Claude Costa, cheffe d’attaque des seconds violons de l’orchestre tenait la partie délicate du premier violon, son comparse Quentin Reymond le second. Antoine Berlioz, deuxième alto de la même phalange phocéenne, et Xavier Chatillon, premier violoncelle solo, complétaient le dispositif. Ce dernier aura, au surplus, brillamment assuré la présentation du concert et du compositeur. Même s’ils ne jouent que très rarement ensemble en pareil équipage, les musiciens donnaient, par leur complicité et leur aisance sonore l’impression qu’il s’agissait d’un quatuor blanchi sous le harnais.
Le quatuor à cordes n° 8 en ut mineur, op. 110, est sans nul doute à la fois le meilleur des quinze que composa Chostakovitch, le plus joué et, à notre humble avis, l’un des plus beaux qui ait jamais été écrits. Il n’en est pas moins difficile à interpréter. Un thème très simple revient ostinato, qui frappe encore plus fort que le destin chez Beethoven ou Mahler. La violence de l’écriture est à peine contenue dans cet opus écrit en 1961, la tension y est constante et cela sonna si bien ce samedi que l’on en fut subjugué.

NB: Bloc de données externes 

//! Opcode encoding masks.
//!
//! A mask is an equality `range = value` over an encoded bitfield; the full
//! mask set of an opcode identifies its encoding. The textual forms are
//! `msb..lsb=value` and `n=value`, with the value written in decimal or
//! `0x` hexadecimal.

use std::fmt;

use serde::Serialize;

use crate::common::bitrange::BitRange;
use crate::common::error::ModelError;
use crate::common::scan;

/// A `bit-range = value` equality over the encoded instruction.
#[derive(Clone, Copy, Debug, PartialEq, Eq, Serialize)]
pub struct OpcodeMask {
    /// The encoded bitfield the equality constrains.
    pub range: BitRange,
    /// The value the bitfield must hold.
    pub value: i64,
}

impl OpcodeMask {
    /// Parses `msb..lsb=value` or `n=value`.
    ///
    /// Exactly one `=` must be present and the left side must have one or
    /// two `..`-separated components; anything else is a syntax error. The
    /// value accepts decimal or `0x` hexadecimal only.
    pub fn parse(text: &str) -> Result<Self, ModelError> {
        let parts: Vec<&str> = text.split('=').collect();
        if parts.len() != 2 {
            return Err(ModelError::Syntax {
                detail: format!("bit mask {text} must be in form n..m=v"),
            });
        }
        let range_parts: Vec<&str> = parts[0].split("..").collect();
        let range = match range_parts.len() {
            1 => {
                let n = scan::scan_decimal(range_parts[0]);
                BitRange::new(n, n)
            }
            2 => BitRange::new(
                scan::scan_decimal(range_parts[0]),
                scan::scan_decimal(range_parts[1]),
            ),
            _ => {
                return Err(ModelError::Syntax {
                    detail: format!("bit mask {text} must be in form n..m=v"),
                })
            }
        };
        let value = if let Some(hex) = parts[1].strip_prefix("0x") {
            scan::scan_radix(hex, 16) as i64
        } else {
            scan::scan_radix(parts[1], 10) as i64
        };
        Ok(Self { range, value })
    }
}

impl fmt::Display for OpcodeMask {
    fn fmt(&self, f: &mut fmt::Formatter<'_>) -> fmt::Result {
        write!(f, "{}..{}={}", self.range.msb, self.range.lsb, self.value)
    }
}
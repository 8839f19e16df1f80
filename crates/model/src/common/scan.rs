//! Metadata text scanning.
//!
//! Tokenization and numeric parsing for the line-oriented metadata language.
//! Tokens are separated by whitespace; double-quoted tokens may contain
//! whitespace; `#` begins a comment that runs to the end of the line.

/// Scanner states for [`parse_line`].
enum ScanState {
    Whitespace,
    UnquotedToken,
    QuotedToken,
    Comment,
}

/// Parses a signed 64-bit value with C-style base prefixes.
///
/// `0x` selects base 16, `0b` base 2, any other leading `0` base 8, and
/// everything else base 10. Scanning is permissive in the manner of
/// `strtoull`: it stops at the first character that is not a digit of the
/// selected base, the empty digit string yields zero, and accumulation wraps
/// on overflow.
pub fn parse_value(text: &str) -> i64 {
    let value = if let Some(digits) = text.strip_prefix("0x") {
        scan_radix(digits, 16)
    } else if let Some(digits) = text.strip_prefix("0b") {
        scan_radix(digits, 2)
    } else if let Some(digits) = text.strip_prefix('0') {
        scan_radix(digits, 8)
    } else {
        scan_radix(text, 10)
    };
    value as i64
}

/// Accumulates digits of the given radix, stopping at the first non-digit.
pub(crate) fn scan_radix(digits: &str, radix: u32) -> u64 {
    let mut value: u64 = 0;
    for c in digits.chars() {
        match c.to_digit(radix) {
            Some(d) => value = value.wrapping_mul(u64::from(radix)).wrapping_add(u64::from(d)),
            None => break,
        }
    }
    value
}

/// Permissive base-10 scan used for bit positions inside ranges and masks.
pub(crate) fn scan_decimal(digits: &str) -> usize {
    scan_radix(digits, 10) as usize
}

/// Splits a line into tokens.
///
/// Three-state scanner: whitespace is skipped, `#` (seen between tokens)
/// discards the rest of the line, `"` opens a token that may contain
/// whitespace. The quotes themselves are not part of the token. A `#` inside
/// an unquoted token is kept; an unterminated quoted token is flushed at end
/// of line.
pub fn parse_line(line: &str) -> Vec<String> {
    let mut tokens = Vec::new();
    let mut token = String::new();
    let mut state = ScanState::Whitespace;
    let mut chars = line.chars().peekable();

    while let Some(&c) = chars.peek() {
        match state {
            ScanState::Whitespace => {
                if c.is_whitespace() {
                    chars.next();
                } else if c == '#' {
                    state = ScanState::Comment;
                } else if c == '"' {
                    state = ScanState::QuotedToken;
                    chars.next();
                } else {
                    // re-read this character as the start of a token
                    state = ScanState::UnquotedToken;
                }
            }
            ScanState::UnquotedToken => {
                if c.is_whitespace() {
                    tokens.push(std::mem::take(&mut token));
                    state = ScanState::Whitespace;
                } else {
                    token.push(c);
                }
                chars.next();
            }
            ScanState::QuotedToken => {
                if c == '"' {
                    tokens.push(std::mem::take(&mut token));
                    state = ScanState::Whitespace;
                } else {
                    token.push(c);
                }
                chars.next();
            }
            ScanState::Comment => {
                chars.next();
            }
        }
    }
    if !token.is_empty() {
        tokens.push(token);
    }
    tokens
}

Du quintette qui suivit, avec l’excellent Olivier Lechardeur au piano, composé vingt ans plus tôt (op. 57), le seul que Chostakovitch ait écrit, on n’osera dire qu’il est plus tranquille. La catastrophe avec laquelle le compositeur dut ruser toute sa vie est en effet bien présente et elle demande des coups d’archets d’une rudesse peu commune. L’écriture en est très savante, mais n’en semble pas moins couler de source impétueuse. Là aussi, l’ensemble fut fort bien réglé. Claude Costa dirigeait de fait cette œuvre attachante.
Donnée au final, la romance « From the Gadfly » est la page la plus célèbre de la bande originale composée en 1955 par Dimitri Chostakovitch pour le film Ovod (Le Taon) du réalisateur russe Alexander Feinzimmer. Elle aura servi de dessert à ce concert exceptionnel.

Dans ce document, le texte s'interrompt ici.